The fairness of litigation depends on all sides promptly laying their cards on the table so that no one is taken by surprise. A tribunal made that point in a case concerning the burning issue of whether the welter of cannabinoid (CBD) products now legally available to consumers should be categorised as ‘food’ and zero-rated for VAT purposes.
A retailer sought zero-rated status in respect of its CBD products on the basis that they are food. HM Revenue and Customs (HMRC), however, took the view that the products are subject to standard, 20 per cent VAT and raised assessments in respect of the retailer’s past sales in excess of £430,000.

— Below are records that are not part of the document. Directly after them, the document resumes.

use crate::Context as AppContext;
use crate::cli::LogArgs;
use crate::commands::Session;
use crate::ui;
use anyhow::{Context as AnyhowContext, Result};
use blueprint::AuditEntry;
use colored::Colorize;

/// Show audit records, oldest first
pub fn run(ctx: &AppContext, args: LogArgs) -> Result<()> {
    let session = Session::open()?;
    let entries = session.audit.read_entries().with_context(|| {
        format!(
            "Failed to read audit log: {}",
            session.audit.path().display()
        )
    })?;

    if entries.is_empty() {
        if !args.json {
            ui::info("No audit records yet");
        }
        return Ok(());
    }

    let skip = args
        .limit
        .map_or(0, |limit| entries.len().saturating_sub(limit));

    for entry in &entries[skip..] {
        if args.json {
            println!("{}", serde_json::to_string(entry)?);
        } else {
            print_entry(entry, ctx.verbose > 0);
        }
    }
    Ok(())
}

fn print_entry(entry: &AuditEntry, detailed: bool) {
    let status = if entry.is_success() {
        "✓".green()
    } else {
        "✗".red()
    };
    let dry_run = if entry.dry_run { " (dry run)" } else { "" };

    println!(
        "{} {} {:<7} {} {}{}",
        status,
        entry.timestamp.format("%Y-%m-%d %H:%M:%S").to_string().dimmed(),
        entry.operation.to_string(),
        entry.config.bold(),
        format!("@{}", entry.workspace).dimmed(),
        dry_run.cyan()
    );

    if detailed {
        ui::print_results(&entry.results);
    } else {
        ui::dim(&entry.summary().to_string());
    }
    if let Some(error) = &entry.error {
        ui::dim(error);
    }
}
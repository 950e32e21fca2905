mod cli;
mod commands;
mod paths;
mod progress;
mod sandbox;
mod settings;
mod ui;

use anyhow::Result;
use clap::{CommandFactory, Parser};
use clap_complete::generate;
use cli::{Cli, Command};
use std::io;

/// Global context for the application
pub struct Context {
    pub verbose: u8,
    pub quiet: bool,
}

fn main() -> Result<()> {
    let cli = Cli::parse();

    // Initialize logging based on verbosity
    let log_level = match cli.verbose {
        0 => log::LevelFilter::Warn,
        1 => log::LevelFilter::Info,
        2 => log::LevelFilter::Debug,
        _ => log::LevelFilter::Trace,
    };

    env_logger::Builder::new()
        .filter_level(if cli.quiet {
            log::LevelFilter::Error
        } else {
            log_level
        })
        .format_timestamp(None)
        .init();

    let ctx = Context {
        verbose: cli.verbose,
        quiet: cli.quiet,
    };

    match cli.command {
        Command::List => commands::configs::list(&ctx),
        Command::Validate { name } => commands::configs::validate(&ctx, &name),
        Command::Install(args) => commands::install::run(&ctx, args),
        Command::Delete(args) => commands::delete::run(&ctx, args),
        Command::Log(args) => commands::history::run(&ctx, args),
        Command::Completions { shell } => {
            generate(shell, &mut Cli::command(), "exemplar", &mut io::stdout());
            Ok(())
        }
    }
}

After witness evidence had been exchanged and directions given for a hearing of the matter before the First-tier Tribunal (FTT), HMRC applied to amend its previously stated case. It asserted for the first time that it was for the retailer to show that it was licensed to sell CBD products or that a medical exemption applied to them.

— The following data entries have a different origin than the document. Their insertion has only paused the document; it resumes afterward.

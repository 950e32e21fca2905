//! Validated configuration model.
//!
//! These types are only produced by the [`loader`](crate::loader) after a
//! document has passed schema validation, and are immutable afterwards.

use crate::template::Properties;
use std::collections::BTreeSet;

/// Format versions this engine understands.
pub const SUPPORTED_FORMAT_VERSIONS: &[u32] = &[1];

/// Prefix of the tag every created resource carries, followed by the config name.
pub const EXAMPLE_TAG_PREFIX: &str = "example:";

/// A loaded example configuration.
#[derive(Debug, Clone, PartialEq)]
pub struct Configuration {
    pub format_version: u32,
    /// Unique configuration name
    pub name: String,
    /// Human-readable title (defaults to the name)
    pub title: String,
    pub description: Option<String>,
    /// Resources in declaration order; order is the dependency order
    pub resources: Vec<ResourceDefinition>,
    pub cleanup: CleanupSpec,
}

impl Configuration {
    /// Derived tag applied server-side to everything this configuration creates.
    pub fn example_tag(&self) -> String {
        format!("{EXAMPLE_TAG_PREFIX}{}", self.name)
    }

    /// Find a resource by its `id_reference`.
    pub fn resource(&self, id_reference: &str) -> Option<&ResourceDefinition> {
        self.resources
            .iter()
            .find(|r| r.id_reference == id_reference)
    }

    /// Resources of one type, in declaration order.
    pub fn resources_of_type<'a>(
        &'a self,
        resource_type: &'a str,
    ) -> impl Iterator<Item = &'a ResourceDefinition> + 'a {
        self.resources
            .iter()
            .filter(move |r| r.resource_type == resource_type)
    }

    /// Distinct resource types, in order of first appearance.
    pub fn resource_types(&self) -> Vec<&str> {
        let mut seen = Vec::new();
        for resource in &self.resources {
            if !seen.contains(&resource.resource_type.as_str()) {
                seen.push(resource.resource_type.as_str());
            }
        }
        seen
    }
}

/// One declared unit of desired external state.
#[derive(Debug, Clone, PartialEq)]
pub struct ResourceDefinition {
    /// Driver registry key
    pub resource_type: String,
    /// Natural key on the remote side
    pub name: String,
    pub properties: Properties,
    /// Local symbolic name other resources reference as `${id_reference}`
    pub id_reference: String,
    pub tags: BTreeSet<String>,
}

impl ResourceDefinition {
    /// Every reference token in this resource's properties, first occurrence only.
    pub fn references(&self) -> Vec<&str> {
        let mut out: Vec<&str> = Vec::new();
        for value in self.properties.values() {
            for token in value.references() {
                if !out.contains(&token) {
                    out.push(token);
                }
            }
        }
        out
    }

    /// Whether any of this resource's tags is in `filter`.
    pub fn has_any_tag(&self, filter: &BTreeSet<String>) -> bool {
        !self.tags.is_disjoint(filter)
    }

    /// Declared tags plus the derived example tag.
    pub fn scoped_tags(&self, config_name: &str) -> BTreeSet<String> {
        let mut tags = self.tags.clone();
        tags.insert(format!("{EXAMPLE_TAG_PREFIX}{config_name}"));
        tags
    }
}

/// Deletion pass settings.
#[derive(Debug, Clone, Default, PartialEq, Eq)]
pub struct CleanupSpec {
    /// Resource types in the order they are deleted
    pub order: Vec<String>,
    /// Only resources carrying one of these tags are deleted
    pub filter_tags: BTreeSet<String>,
}

#[cfg(test)]
mod tests {
    use super::*;
    use crate::template::parse_string;

    fn resource(resource_type: &str, id_ref: &str, tags: &[&str]) -> ResourceDefinition {
        ResourceDefinition {
            resource_type: resource_type.into(),
            name: id_ref.to_uppercase(),
            properties: Properties::new(),
            id_reference: id_ref.into(),
            tags: tags.iter().map(|t| (*t).to_string()).collect(),
        }
    }

    #[test]
    fn references_are_deduplicated_in_order() {
        let mut r = resource("system", "sys1", &[]);
        r.properties
            .insert("a".into(), parse_string("${loc1}-${net1}").unwrap());
        r.properties
            .insert("b".into(), parse_string("${loc1}").unwrap());
        assert_eq!(r.references(), vec!["loc1", "net1"]);
    }

    #[test]
    fn tag_intersection() {
        let r = resource("system", "sys1", &["demoA", "lab"]);
        let filter: BTreeSet<String> = ["demoA".to_string()].into();
        assert!(r.has_any_tag(&filter));
        let other: BTreeSet<String> = ["demoB".to_string()].into();
        assert!(!r.has_any_tag(&other));
        assert!(!r.has_any_tag(&BTreeSet::new()));
    }

    #[test]
    fn scoped_tags_add_example_tag() {
        let r = resource("system", "sys1", &["demoA"]);
        let tags = r.scoped_tags("net-lab");
        assert!(tags.contains("demoA"));
        assert!(tags.contains("example:net-lab"));
    }

    #[test]
    fn resource_types_in_first_appearance_order() {
        let config = Configuration {
            format_version: 1,
            name: "demo".into(),
            title: "Demo".into(),
            description: None,
            resources: vec![
                resource("location", "l1", &[]),
                resource("system", "s1", &[]),
                resource("location", "l2", &[]),
            ],
            cleanup: CleanupSpec::default(),
        };
        assert_eq!(config.resource_types(), vec!["location", "system"]);
        assert_eq!(config.resources_of_type("location").count(), 2);
        assert_eq!(config.example_tag(), "example:demo");
        assert!(config.resource("s1").is_some());
    }
}
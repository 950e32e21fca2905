use crate::Context as AppContext;
use crate::commands::Session;
use crate::ui;
use anyhow::{Result, bail};
use blueprint::check_references;
use colored::Colorize;

/// List configurations in the configs directory
pub fn list(ctx: &AppContext) -> Result<()> {
    let session = Session::open()?;
    let summaries = session.loader.list()?;

    if summaries.is_empty() {
        ui::info(&format!(
            "No configurations found in {}",
            session.loader.dir().display()
        ));
        return Ok(());
    }

    if !ctx.quiet {
        ui::header("Configurations");
    }
    let width = summaries.iter().map(|s| s.name.len()).max().unwrap_or(0);
    for summary in &summaries {
        println!(
            "  {:<width$}  {} {}",
            summary.name.bold(),
            summary.title,
            format!("({} resources)", summary.resource_count).dimmed()
        );
        if ctx.verbose > 0
            && let Some(description) = &summary.description
        {
            ui::dim(description);
        }
    }
    Ok(())
}

/// Load a configuration and check its references without touching any resource
pub fn validate(ctx: &AppContext, name: &str) -> Result<()> {
    let session = Session::open()?;

    let config = match session.loader.load(name) {
        Ok(config) => config,
        Err(e) if !e.violations().is_empty() => {
            report(e.violations());
            bail!("'{name}' failed schema validation");
        }
        Err(e) => return Err(e.into()),
    };

    let violations = check_references(&config);
    if !violations.is_empty() {
        report(&violations);
        bail!("'{name}' has {} invalid reference(s)", violations.len());
    }

    if !ctx.quiet {
        ui::success(&format!(
            "'{}' is valid ({} resources)",
            config.name,
            config.resources.len()
        ));
        if ctx.verbose > 0 {
            for resource in &config.resources {
                ui::dim(&format!(
                    "{} {} (${{{}}})",
                    resource.resource_type, resource.name, resource.id_reference
                ));
            }
        }
    }
    Ok(())
}

fn report(violations: &[String]) {
    for violation in violations {
        ui::error(violation);
    }
}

HMRC argued that, in the absence of such a licence or exemption, dealing in such products is illegal, regardless of whether they contain tetrahydrocannabinol, the psychoactive element in cannabis. Under the Misuse of Drugs Act 1971, all parts of a cannabis plant, save for its seeds, mature stalks and fibres derived from those stalks, are treated as a controlled drug.

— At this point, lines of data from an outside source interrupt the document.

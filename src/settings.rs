use crate::paths;
use anyhow::{Context, Result};
use serde::Deserialize;
use std::fs;
use std::path::{Path, PathBuf};

/// Settings file name inside the config directory
pub const SETTINGS_FILE: &str = "settings.toml";

/// Resource types the sandbox backend registers when none are configured
pub const DEFAULT_SANDBOX_TYPES: [&str; 6] =
    ["location", "site", "system", "network", "device", "user"];

// ============================================================================
// Settings
// ============================================================================

/// User settings (`settings.toml`)
#[derive(Debug, Clone, PartialEq, Deserialize)]
#[serde(default)]
pub struct Settings {
    /// Workspace used when `--workspace` is not given
    pub workspace: String,

    /// Directory holding configuration documents
    pub configs_dir: Option<String>,

    /// Audit log file
    pub audit_log: Option<String>,

    pub sandbox: SandboxSettings,
}

/// Local sandbox backend settings
#[derive(Debug, Clone, PartialEq, Deserialize)]
#[serde(default)]
pub struct SandboxSettings {
    /// Resource type keys to register
    pub types: Vec<String>,

    /// Store file (defaults to `sandbox.json` in the state dir)
    pub store: Option<String>,
}

impl Default for Settings {
    fn default() -> Self {
        Self {
            workspace: "default".to_string(),
            configs_dir: None,
            audit_log: None,
            sandbox: SandboxSettings::default(),
        }
    }
}

impl Default for SandboxSettings {
    fn default() -> Self {
        Self {
            types: DEFAULT_SANDBOX_TYPES.iter().map(|t| (*t).to_string()).collect(),
            store: None,
        }
    }
}

impl Settings {
    /// Load settings from a specific file, or defaults if it doesn't exist
    pub fn load_from(path: &Path) -> Result<Self> {
        if !path.exists() {
            log::debug!("Settings file does not exist, using defaults");
            return Ok(Self::default());
        }

        let content = fs::read_to_string(path)
            .with_context(|| format!("Failed to read settings file: {}", path.display()))?;

        let settings: Settings = toml::from_str(&content)
            .with_context(|| format!("Failed to parse settings file: {}", path.display()))?;

        log::debug!("Loaded settings from {}", path.display());
        Ok(settings)
    }

    /// Directory configuration documents are loaded from
    pub fn configs_dir(&self, config_dir: &Path) -> PathBuf {
        self.configs_dir
            .as_deref()
            .map_or_else(|| config_dir.join("configs"), paths::expand)
    }

    /// Audit log file path
    pub fn audit_log(&self, state_dir: &Path) -> PathBuf {
        self.audit_log.as_deref().map_or_else(
            || state_dir.join(blueprint::audit::AUDIT_FILE_NAME),
            paths::expand,
        )
    }

    /// Sandbox store file path
    pub fn sandbox_store(&self, state_dir: &Path) -> PathBuf {
        self.sandbox
            .store
            .as_deref()
            .map_or_else(|| state_dir.join("sandbox.json"), paths::expand)
    }
}

// ============================================================================
// Tests
// ============================================================================

#[cfg(test)]
mod tests {
    use super::*;
    use tempfile::TempDir;

    #[test]
    fn test_missing_file_gives_defaults() {
        let tmp = TempDir::new().unwrap();
        let settings = Settings::load_from(&tmp.path().join(SETTINGS_FILE)).unwrap();
        assert_eq!(settings, Settings::default());
        assert_eq!(settings.workspace, "default");
        assert_eq!(settings.sandbox.types.len(), 6);
    }

    #[test]
    fn test_partial_file_keeps_other_defaults() {
        let tmp = TempDir::new().unwrap();
        let path = tmp.path().join(SETTINGS_FILE);
        fs::write(
            &path,
            r#"
workspace = "lab-ws"

[sandbox]
types = ["location", "system"]
"#,
        )
        .unwrap();

        let settings = Settings::load_from(&path).unwrap();
        assert_eq!(settings.workspace, "lab-ws");
        assert_eq!(settings.sandbox.types, vec!["location", "system"]);
        assert!(settings.configs_dir.is_none());
        assert!(settings.sandbox.store.is_none());
    }

    #[test]
    fn test_invalid_file_is_error() {
        let tmp = TempDir::new().unwrap();
        let path = tmp.path().join(SETTINGS_FILE);
        fs::write(&path, "workspace = [").unwrap();
        assert!(Settings::load_from(&path).is_err());
    }

    #[test]
    fn test_path_defaults() {
        let settings = Settings::default();
        let config = Path::new("/cfg");
        let state = Path::new("/state");
        assert_eq!(settings.configs_dir(config), PathBuf::from("/cfg/configs"));
        assert_eq!(settings.audit_log(state), PathBuf::from("/state/audit.jsonl"));
        assert_eq!(
            settings.sandbox_store(state),
            PathBuf::from("/state/sandbox.json")
        );
    }

    #[test]
    fn test_path_overrides() {
        let settings = Settings {
            configs_dir: Some("/srv/configs".into()),
            audit_log: Some("/var/log/exemplar.jsonl".into()),
            ..Settings::default()
        };
        assert_eq!(
            settings.configs_dir(Path::new("/cfg")),
            PathBuf::from("/srv/configs")
        );
        assert_eq!(
            settings.audit_log(Path::new("/state")),
            PathBuf::from("/var/log/exemplar.jsonl")
        );
    }
}
use crate::Context as AppContext;
use crate::cli::InstallArgs;
use crate::commands::Session;
use crate::progress::ConsoleProgress;
use crate::ui;
use anyhow::{Result, bail};
use blueprint::{AuditEntry, ProvisionOutcome, RunOptions, provision, rollback};
use std::io::IsTerminal;

pub fn run(ctx: &AppContext, args: InstallArgs) -> Result<()> {
    let session = Session::open()?;
    let config = session.loader.load_validated(&args.name)?;
    let workspace = session.workspace(args.workspace.clone());
    let opts = RunOptions::new(workspace).dry_run(args.dry_run);

    if !ctx.quiet {
        ui::header(&format!("Install: {}", config.title));
        ui::kv("Workspace", &opts.workspace);
        ui::kv("Resources", &config.resources.len().to_string());
        if opts.dry_run {
            ui::info("Dry run - no changes will be made");
        }
        println!();
    }

    let mut progress = ConsoleProgress::new(ctx.quiet);
    let outcome = provision(&session.registry, &config, &opts, &mut progress);
    session
        .audit
        .record(&AuditEntry::for_install(&config, &opts, &outcome));

    if !ctx.quiet {
        ui::print_summary(&outcome.summary());
    }

    let Some(error) = &outcome.error else {
        if !ctx.quiet {
            ui::success(&format!("'{}' installed in '{}'", config.name, opts.workspace));
        }
        return Ok(());
    };

    ui::error(&error.to_string());

    if should_roll_back(&args, &outcome)? {
        println!();
        let undone = rollback(&session.registry, &config, &outcome, &opts, &mut progress);
        session
            .audit
            .record(&AuditEntry::for_cleanup(&config, &opts, &undone));
        if !ctx.quiet {
            ui::print_summary(&undone.summary());
        }
        if undone.has_failures() {
            ui::warn("Some resources could not be rolled back; run `exemplar delete` to retry");
        }
    } else if outcome.created().next().is_some() {
        ui::dim(&format!(
            "Created resources were left in place; run `exemplar delete {}` to remove them",
            config.name
        ));
    }

    bail!("Install of '{}' did not complete", config.name)
}

/// Decide whether to undo what a failed run created
fn should_roll_back(args: &InstallArgs, outcome: &ProvisionOutcome) -> Result<bool> {
    let created = outcome.created().count();
    if created == 0 || args.dry_run || args.no_rollback {
        return Ok(false);
    }
    if args.yes {
        return Ok(true);
    }
    if !std::io::stdin().is_terminal() {
        log::info!("Not a terminal; skipping rollback prompt");
        return Ok(false);
    }
    confirm_rollback(created)
}

fn confirm_rollback(created: usize) -> Result<bool> {
    use dialoguer::Confirm;

    let confirmed = Confirm::new()
        .with_prompt(format!(
            "Roll back the {created} resource(s) created by this run?"
        ))
        .default(true)
        .interact()?;

    Ok(confirmed)
}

In resisting the application, the retailer argued that it had been ambushed by HMRC putting forward an entirely new illegality argument at a late stage in the proceedings. Ruling on the matter, the FTT noted that the application had clearly been made late. The delay arose from HMRC’s failure to obtain specialist advice on the issue sooner than it did. Given the prejudice that the retailer would otherwise suffer, the balance came down in favour of rejecting the application.